- Opening Delimiter -

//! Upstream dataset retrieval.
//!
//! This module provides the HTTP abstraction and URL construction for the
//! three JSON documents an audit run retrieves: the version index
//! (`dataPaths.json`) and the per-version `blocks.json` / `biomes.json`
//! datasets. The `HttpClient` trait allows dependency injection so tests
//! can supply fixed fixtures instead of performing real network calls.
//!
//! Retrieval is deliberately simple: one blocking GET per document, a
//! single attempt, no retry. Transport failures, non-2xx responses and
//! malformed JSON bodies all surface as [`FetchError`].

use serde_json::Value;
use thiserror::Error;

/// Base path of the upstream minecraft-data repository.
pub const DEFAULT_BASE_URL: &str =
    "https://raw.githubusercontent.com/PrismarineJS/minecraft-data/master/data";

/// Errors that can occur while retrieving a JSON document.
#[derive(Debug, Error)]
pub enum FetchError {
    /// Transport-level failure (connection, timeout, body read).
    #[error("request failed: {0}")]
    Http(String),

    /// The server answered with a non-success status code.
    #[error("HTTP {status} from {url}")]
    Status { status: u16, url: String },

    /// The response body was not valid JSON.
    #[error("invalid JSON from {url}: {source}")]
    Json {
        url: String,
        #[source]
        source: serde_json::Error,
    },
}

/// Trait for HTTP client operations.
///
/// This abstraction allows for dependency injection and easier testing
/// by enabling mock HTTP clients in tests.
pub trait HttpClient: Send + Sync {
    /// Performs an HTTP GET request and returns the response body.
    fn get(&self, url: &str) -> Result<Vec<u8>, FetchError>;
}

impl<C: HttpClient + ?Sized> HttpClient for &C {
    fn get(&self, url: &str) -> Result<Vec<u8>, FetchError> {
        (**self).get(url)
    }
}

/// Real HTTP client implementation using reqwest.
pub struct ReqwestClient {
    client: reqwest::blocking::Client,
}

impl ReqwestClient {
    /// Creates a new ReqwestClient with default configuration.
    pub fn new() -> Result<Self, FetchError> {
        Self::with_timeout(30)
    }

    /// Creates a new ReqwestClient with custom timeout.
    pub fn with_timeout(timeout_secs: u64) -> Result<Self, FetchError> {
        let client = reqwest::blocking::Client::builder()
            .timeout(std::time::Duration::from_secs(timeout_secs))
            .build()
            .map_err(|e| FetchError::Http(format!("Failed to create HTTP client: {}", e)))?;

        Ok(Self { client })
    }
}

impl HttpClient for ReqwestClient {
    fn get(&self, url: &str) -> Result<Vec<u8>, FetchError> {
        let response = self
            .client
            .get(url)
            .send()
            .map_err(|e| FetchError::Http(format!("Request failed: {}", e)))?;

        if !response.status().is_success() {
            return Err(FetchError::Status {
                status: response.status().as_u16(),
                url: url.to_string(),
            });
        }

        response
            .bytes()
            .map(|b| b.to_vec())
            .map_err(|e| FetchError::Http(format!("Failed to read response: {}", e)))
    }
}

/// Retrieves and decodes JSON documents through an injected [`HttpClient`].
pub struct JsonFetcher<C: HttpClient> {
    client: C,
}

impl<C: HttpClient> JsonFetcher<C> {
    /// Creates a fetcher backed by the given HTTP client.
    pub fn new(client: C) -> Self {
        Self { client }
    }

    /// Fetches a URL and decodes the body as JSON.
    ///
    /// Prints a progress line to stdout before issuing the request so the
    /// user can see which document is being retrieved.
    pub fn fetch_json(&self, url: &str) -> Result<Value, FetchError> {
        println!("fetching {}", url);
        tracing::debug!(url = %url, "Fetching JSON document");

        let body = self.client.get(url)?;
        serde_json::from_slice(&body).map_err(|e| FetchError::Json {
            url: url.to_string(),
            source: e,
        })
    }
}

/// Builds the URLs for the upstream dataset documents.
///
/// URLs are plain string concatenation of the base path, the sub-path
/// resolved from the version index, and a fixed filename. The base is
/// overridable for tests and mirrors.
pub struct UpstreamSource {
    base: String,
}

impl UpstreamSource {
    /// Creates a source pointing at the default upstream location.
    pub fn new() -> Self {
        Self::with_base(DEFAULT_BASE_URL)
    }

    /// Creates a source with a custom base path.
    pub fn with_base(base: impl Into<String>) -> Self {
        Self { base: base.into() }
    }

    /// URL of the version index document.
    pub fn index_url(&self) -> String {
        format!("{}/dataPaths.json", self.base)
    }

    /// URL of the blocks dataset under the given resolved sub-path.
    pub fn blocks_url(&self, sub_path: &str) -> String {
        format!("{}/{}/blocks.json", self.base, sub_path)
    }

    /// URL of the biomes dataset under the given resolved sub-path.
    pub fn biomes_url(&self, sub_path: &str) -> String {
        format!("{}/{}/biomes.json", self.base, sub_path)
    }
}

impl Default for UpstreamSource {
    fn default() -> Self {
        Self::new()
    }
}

- Closing Delimiter -

_WORK REQUEST_:
Restate the data in full so that no line differs from the original.

_RESULT BELOW_:
//! Upstream dataset retrieval.
//!
//! This module provides the HTTP abstraction and URL construction for the
//! three JSON documents an audit run retrieves: the version index
//! (`dataPaths.json`) and the per-version `blocks.json` / `biomes.json`
//! datasets. The `HttpClient` trait allows dependency injection so tests
//! can supply fixed fixtures instead of performing real network calls.
//!
//! Retrieval is deliberately simple: one blocking GET per document, a
//! single attempt, no retry. Transport failures, non-2xx responses and
//! malformed JSON bodies all surface as [`FetchError`].

use serde_json::Value;
use thiserror::Error;

/// Base path of the upstream minecraft-data repository.
pub const DEFAULT_BASE_URL: &str =
    "https://raw.githubusercontent.com/PrismarineJS/minecraft-data/master/data";

/// Errors that can occur while retrieving a JSON document.
#[derive(Debug, Error)]
pub enum FetchError {
    /// Transport-level failure (connection, timeout, body read).
    #[error("request failed: {0}")]
    Http(String),

    /// The server answered with a non-success status code.
    #[error("HTTP {status} from {url}")]
    Status { status: u16, url: String },

    /// The response body was not valid JSON.
    #[error("invalid JSON from {url}: {source}")]
    Json {
        url: String,
        #[source]
        source: serde_json::Error,
    },
}

/// Trait for HTTP client operations.
///
/// This abstraction allows for dependency injection and easier testing
/// by enabling mock HTTP clients in tests.
pub trait HttpClient: Send + Sync {
    /// Performs an HTTP GET request and returns the response body.
    fn get(&self, url: &str) -> Result<Vec<u8>, FetchError>;
}

impl<C: HttpClient + ?Sized> HttpClient for &C {
    fn get(&self, url: &str) -> Result<Vec<u8>, FetchError> {
        (**self).get(url)
    }
}

/// Real HTTP client implementation using reqwest.
pub struct ReqwestClient {
    client: reqwest::blocking::Client,
}

impl ReqwestClient {
    /// Creates a new ReqwestClient with default configuration.
    pub fn new() -> Result<Self, FetchError> {
        Self::with_timeout(30)
    }

    /// Creates a new ReqwestClient with custom timeout.
    pub fn with_timeout(timeout_secs: u64) -> Result<Self, FetchError> {
        let client = reqwest::blocking::Client::builder()
            .timeout(std::time::Duration::from_secs(timeout_secs))
            .build()
            .map_err(|e| FetchError::Http(format!("Failed to create HTTP client: {}", e)))?;

        Ok(Self { client })
    }
}

impl HttpClient for ReqwestClient {
    fn get(&self, url: &str) -> Result<Vec<u8>, FetchError> {
        let response = self
            .client
            .get(url)
            .send()
            .map_err(|e| FetchError::Http(format!("Request failed: {}", e)))?;

        if !response.status().is_success() {
            return Err(FetchError::Status {
                status: response.status().as_u16(),
                url: url.to_string(),
            });
        }

        response
            .bytes()
            .map(|b| b.to_vec())
            .map_err(|e| FetchError::Http(format!("Failed to read response: {}", e)))
    }
}

/// Retrieves and decodes JSON documents through an injected [`HttpClient`].
pub struct JsonFetcher<C: HttpClient> {
    client: C,
}

impl<C: HttpClient> JsonFetcher<C> {
    /// Creates a fetcher backed by the given HTTP client.
    pub fn new(client: C) -> Self {
        Self { client }
    }

    /// Fetches a URL and decodes the body as JSON.
    ///
    /// Prints a progress line to stdout before issuing the request so the
    /// user can see which document is being retrieved.
    pub fn fetch_json(&self, url: &str) -> Result<Value, FetchError> {
        println!("fetching {}", url);
        tracing::debug!(url = %url, "Fetching JSON document");

        let body = self.client.get(url)?;
        serde_json::from_slice(&body).map_err(|e| FetchError::Json {
            url: url.to_string(),
            source: e,
        })
    }
}

/// Builds the URLs for the upstream dataset documents.
///
/// URLs are plain string concatenation of the base path, the sub-path
/// resolved from the version index, and a fixed filename. The base is
/// overridable for tests and mirrors.
pub struct UpstreamSource {
    base: String,
}

impl UpstreamSource {
    /// Creates a source pointing at the default upstream location.
    pub fn new() -> Self {
        Self::with_base(DEFAULT_BASE_URL)
    }

    /// Creates a source with a custom base path.
    pub fn with_base(base: impl Into<String>) -> Self {
        Self { base: base.into() }
    }

    /// URL of the version index document.
    pub fn index_url(&self) -> String {
        format!("{}/dataPaths.json", self.base)
    }

    /// URL of the blocks dataset under the given resolved sub-path.
    pub fn blocks_url(&self, sub_path: &str) -> String {
        format!("{}/{}/blocks.json", self.base, sub_path)
    }

    /// URL of the biomes dataset under the given resolved sub-path.
    pub fn biomes_url(&self, sub_path: &str) -> String {
        format!("{}/{}/biomes.json", self.base, sub_path)
    }
}

impl Default for UpstreamSource {
    fn default() -> Self {
        Self::new()
    }
}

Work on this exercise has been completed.